### What you will do:
Return every record exactly. Omit nothing.

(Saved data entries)
■ ■ ■ ■ ■

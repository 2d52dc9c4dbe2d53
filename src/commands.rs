//   Copyright (c) 2024-2026 Anton Kundenko <singaraiona@gmail.com>
//   All rights reserved.
//
//   Permission is hereby granted, free of charge, to any person obtaining a copy
//   of this software and associated documentation files (the "Software"), to deal
//   in the Software without restriction, including without limitation the rights
//   to use, copy, modify, merge, publish, distribute, sublicense, and/or sell
//   copies of the Software, and to permit persons to whom the Software is
//   furnished to do so, subject to the following conditions:
//
//   The above copyright notice and this permission notice shall be included in all
//   copies or substantial portions of the Software.
//
//   THE SOFTWARE IS PROVIDED "AS IS", WITHOUT WARRANTY OF ANY KIND, EXPRESS OR
//   IMPLIED, INCLUDING BUT NOT LIMITED TO THE WARRANTIES OF MERCHANTABILITY,
//   FITNESS FOR A PARTICULAR PURPOSE AND NONINFRINGEMENT. IN NO EVENT SHALL THE
//   AUTHORS OR COPYRIGHT HOLDERS BE LIABLE FOR ANY CLAIM, DAMAGES OR OTHER
//   LIABILITY, WHETHER IN AN ACTION OF CONTRACT, TORT OR OTHERWISE, ARISING FROM,
//   OUT OF OR IN CONNECTION WITH THE SOFTWARE OR THE USE OR OTHER DEALINGS IN THE
//   SOFTWARE.

// Meta-command registry.
//
// The set of commands is fixed at compile time. Lookup is an exact,
// case-sensitive match on the first token of the line.

use std::fmt::Write;

use crate::theme::{self, Theme};

#[derive(Debug, Clone, Copy, PartialEq, Eq)]
pub enum MetaCommand {
    Help,
    Exit,
    Open,
    Tables,
    Schema,
    Dump,
    Import,
    Timer,
}

pub struct CommandSpec {
    pub name: &'static str,
    pub usage: &'static str,
    pub summary: &'static str,
    pub command: MetaCommand,
}

pub const COMMANDS: &[CommandSpec] = &[
    CommandSpec {
        name: ".help",
        usage: ".help",
        summary: "Show this help",
        command: MetaCommand::Help,
    },
    CommandSpec {
        name: ".exit",
        usage: ".exit",
        summary: "Exit",
        command: MetaCommand::Exit,
    },
    CommandSpec {
        name: ".quit",
        usage: ".quit",
        summary: "Exit",
        command: MetaCommand::Exit,
    },
    CommandSpec {
        name: ".open",
        usage: ".open <path>",
        summary: "Open/create SQLite database file",
        command: MetaCommand::Open,
    },
    CommandSpec {
        name: ".tables",
        usage: ".tables [name]",
        summary: "List tables/views; if <name> given, print that table/view",
        command: MetaCommand::Tables,
    },
    CommandSpec {
        name: ".schema",
        usage: ".schema [name]",
        summary: "Print schema: all objects or the specified one",
        command: MetaCommand::Schema,
    },
    CommandSpec {
        name: ".dump",
        usage: ".dump",
        summary: "Dump the whole database as SQL",
        command: MetaCommand::Dump,
    },
    CommandSpec {
        name: ".import",
        usage: ".import <csv> <table>",
        summary: "Load a CSV file into a table (columns as TEXT)",
        command: MetaCommand::Import,
    },
    CommandSpec {
        name: ".timer",
        usage: ".timer on|off",
        summary: "Show query execution time",
        command: MetaCommand::Timer,
    },
];

impl MetaCommand {
    pub fn lookup(token: &str) -> Option<MetaCommand> {
        COMMANDS
            .iter()
            .find(|spec| spec.name == token)
            .map(|spec| spec.command)
    }

    /// Commands whose first argument is a relation name.
    pub fn takes_relation(self) -> bool {
        matches!(self, MetaCommand::Tables | MetaCommand::Schema)
    }

    pub fn usage(self) -> &'static str {
        COMMANDS
            .iter()
            .find(|spec| spec.command == self)
            .map_or("", |spec| spec.usage)
    }
}

/// Every registered command name, including aliases.
pub fn names() -> impl Iterator<Item = &'static str> {
    COMMANDS.iter().map(|spec| spec.name)
}

pub fn banner(theme: &Theme) -> String {
    format!(
        "{} {}",
        theme.paint(
            theme::BAN_TITLE,
            &format!("Query Terminal (SQLite) v{}.", env!("CARGO_PKG_VERSION"))
        ),
        theme.paint(theme::BAN_HELP, "Type .help")
    )
}

pub fn help_text(theme: &Theme) -> String {
    let width = COMMANDS.iter().map(|s| s.usage.len()).max().unwrap_or(0);
    let mut out = String::new();
    let _ = writeln!(out, "{}", theme.paint(theme::BOLD, "Meta-commands:"));
    for spec in COMMANDS {
        let usage = format!("{:<width$}", spec.usage);
        let _ = writeln!(out, "  {}  {}", theme.paint(theme::CMD, &usage), spec.summary);
    }
    let _ = writeln!(out);
    let _ = writeln!(out, "{}", theme.paint(theme::BOLD, "SQL:"));
    let _ = write!(out, "  - Multiline input is supported; finish statements with ';'");
    out
}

■ ■ ■ ■ ■

### Exercise solution:
repository 2d52dc9c4dbe2d53
filename src/commands.rs
//   Copyright (c) 2024-2026 Anton Kundenko <singaraiona@gmail.com>
//   All rights reserved.
//
//   Permission is hereby granted, free of charge, to any person obtaining a copy
//   of this software and associated documentation files (the "Software"), to deal
//   in the Software without restriction, including without limitation the rights
//   to use, copy, modify, merge, publish, distribute, sublicense, and/or sell
//   copies of the Software, and to permit persons to whom the Software is
//   furnished to do so, subject to the following conditions:
//
//   The above copyright notice and this permission notice shall be included in all
//   copies or substantial portions of the Software.
//
//   THE SOFTWARE IS PROVIDED "AS IS", WITHOUT WARRANTY OF ANY KIND, EXPRESS OR
//   IMPLIED, INCLUDING BUT NOT LIMITED TO THE WARRANTIES OF MERCHANTABILITY,
//   FITNESS FOR A PARTICULAR PURPOSE AND NONINFRINGEMENT. IN NO EVENT SHALL THE
//   AUTHORS OR COPYRIGHT HOLDERS BE LIABLE FOR ANY CLAIM, DAMAGES OR OTHER
//   LIABILITY, WHETHER IN AN ACTION OF CONTRACT, TORT OR OTHERWISE, ARISING FROM,
//   OUT OF OR IN CONNECTION WITH THE SOFTWARE OR THE USE OR OTHER DEALINGS IN THE
//   SOFTWARE.

// Meta-command registry.
//
// The set of commands is fixed at compile time. Lookup is an exact,
// case-sensitive match on the first token of the line.

use std::fmt::Write;

use crate::theme::{self, Theme};

#[derive(Debug, Clone, Copy, PartialEq, Eq)]
pub enum MetaCommand {
    Help,
    Exit,
    Open,
    Tables,
    Schema,
    Dump,
    Import,
    Timer,
}

pub struct CommandSpec {
    pub name: &'static str,
    pub usage: &'static str,
    pub summary: &'static str,
    pub command: MetaCommand,
}

pub const COMMANDS: &[CommandSpec] = &[
    CommandSpec {
        name: ".help",
        usage: ".help",
        summary: "Show this help",
        command: MetaCommand::Help,
    },
    CommandSpec {
        name: ".exit",
        usage: ".exit",
        summary: "Exit",
        command: MetaCommand::Exit,
    },
    CommandSpec {
        name: ".quit",
        usage: ".quit",
        summary: "Exit",
        command: MetaCommand::Exit,
    },
    CommandSpec {
        name: ".open",
        usage: ".open <path>",
        summary: "Open/create SQLite database file",
        command: MetaCommand::Open,
    },
    CommandSpec {
        name: ".tables",
        usage: ".tables [name]",
        summary: "List tables/views; if <name> given, print that table/view",
        command: MetaCommand::Tables,
    },
    CommandSpec {
        name: ".schema",
        usage: ".schema [name]",
        summary: "Print schema: all objects or the specified one",
        command: MetaCommand::Schema,
    },
    CommandSpec {
        name: ".dump",
        usage: ".dump",
        summary: "Dump the whole database as SQL",
        command: MetaCommand::Dump,
    },
    CommandSpec {
        name: ".import",
        usage: ".import <csv> <table>",
        summary: "Load a CSV file into a table (columns as TEXT)",
        command: MetaCommand::Import,
    },
    CommandSpec {
        name: ".timer",
        usage: ".timer on|off",
        summary: "Show query execution time",
        command: MetaCommand::Timer,
    },
];

impl MetaCommand {
    pub fn lookup(token: &str) -> Option<MetaCommand> {
        COMMANDS
            .iter()
            .find(|spec| spec.name == token)
            .map(|spec| spec.command)
    }

    /// Commands whose first argument is a relation name.
    pub fn takes_relation(self) -> bool {
        matches!(self, MetaCommand::Tables | MetaCommand::Schema)
    }

    pub fn usage(self) -> &'static str {
        COMMANDS
            .iter()
            .find(|spec| spec.command == self)
            .map_or("", |spec| spec.usage)
    }
}

/// Every registered command name, including aliases.
pub fn names() -> impl Iterator<Item = &'static str> {
    COMMANDS.iter().map(|spec| spec.name)
}

pub fn banner(theme: &Theme) -> String {
    format!(
        "{} {}",
        theme.paint(
            theme::BAN_TITLE,
            &format!("Query Terminal (SQLite) v{}.", env!("CARGO_PKG_VERSION"))
        ),
        theme.paint(theme::BAN_HELP, "Type .help")
    )
}

pub fn help_text(theme: &Theme) -> String {
    let width = COMMANDS.iter().map(|s| s.usage.len()).max().unwrap_or(0);
    let mut out = String::new();
    let _ = writeln!(out, "{}", theme.paint(theme::BOLD, "Meta-commands:"));
    for spec in COMMANDS {
        let usage = format!("{:<width$}", spec.usage);
        let _ = writeln!(out, "  {}  {}", theme.paint(theme::CMD, &usage), spec.summary);
    }
    let _ = writeln!(out);
    let _ = writeln!(out, "{}", theme.paint(theme::BOLD, "SQL:"));
    let _ = write!(out, "  - Multiline input is supported; finish statements with ';'");
    out
}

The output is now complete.